Activity
When a line of the records contains "persistence", copy it.

Provided information

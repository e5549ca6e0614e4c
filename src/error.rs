use thiserror::Error;

// ─── Top-level error hierarchy ───────────────────────────────────────────────

/// Structured error hierarchy for `promptsmith`.
///
/// Each subsystem defines its own error variant. Library callers can match on
/// these to decide recovery strategy; internal code continues to use
/// `anyhow::Result` for ad-hoc context chains. None of these terminate the
/// process: validation failures are surfaced to the caller, persistence and
/// restore parse failures are recovered where they occur.
#[derive(Debug, Error)]
pub enum SmithError {
    // ── Input validation ─────────────────────────────────────────────────
    #[error("validation: {0}")]
    Validation(#[from] ValidationError),

    // ── History persistence ──────────────────────────────────────────────
    #[error("history: {0}")]
    History(#[from] HistoryError),

    // ── History restore ──────────────────────────────────────────────────
    #[error("restore: {0}")]
    Restore(#[from] RestoreError),

    // ── Config ───────────────────────────────────────────────────────────
    #[error("config: {0}")]
    Config(#[from] ConfigError),

    // ── Generic fallthrough (wraps anyhow for interop) ──────────────────
    #[error(transparent)]
    Other(#[from] anyhow::Error),
}

// ─── Validation errors ───────────────────────────────────────────────────────

/// Required input missing. Checked before any assembly work; a rejected
/// operation never reaches the history store.
#[derive(Debug, Error, Clone, Copy, PartialEq, Eq)]
pub enum ValidationError {
    #[error("purpose is required")]
    MissingPurpose,

    #[error("topic is required")]
    MissingTopic,

    #[error("prompt must not be empty")]
    EmptyPrompt,
}

// ─── History persistence errors ──────────────────────────────────────────────

#[derive(Debug, Error)]
pub enum HistoryError {
    #[error("io: {0}")]
    Io(#[from] std::io::Error),

    #[error("serialize failed: {0}")]
    Serialize(#[from] serde_json::Error),

    #[error("store lock poisoned")]
    Lock,
}

// ─── Restore errors ──────────────────────────────────────────────────────────

/// Record metadata lacks fields the restore path expects. Recovered locally:
/// prior state for the affected field is preserved and a diagnostic logged.
#[derive(Debug, Error, Clone, PartialEq, Eq)]
pub enum RestoreError {
    #[error("malformed scores string: {0:?}")]
    MalformedScores(String),

    #[error("unknown optimization level: {0:?}")]
    UnknownLevel(String),

    #[error("unknown goal label: {0:?}")]
    UnknownGoal(String),
}

// ─── Config errors ───────────────────────────────────────────────────────────

#[derive(Debug, Error)]
pub enum ConfigError {
    #[error("failed to load config: {0}")]
    Load(String),

    #[error("io: {0}")]
    Io(#[from] std::io::Error),
}

// ─── Convenience re-exports ─────────────────────────────────────────────────

/// Shorthand result type for the crate.
pub type Result<T> = std::result::Result<T, SmithError>;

Task answer
/// process: validation failures are surfaced to the caller, persistence and
    // ── History persistence ──────────────────────────────────────────────
// ─── History persistence errors ──────────────────────────────────────────────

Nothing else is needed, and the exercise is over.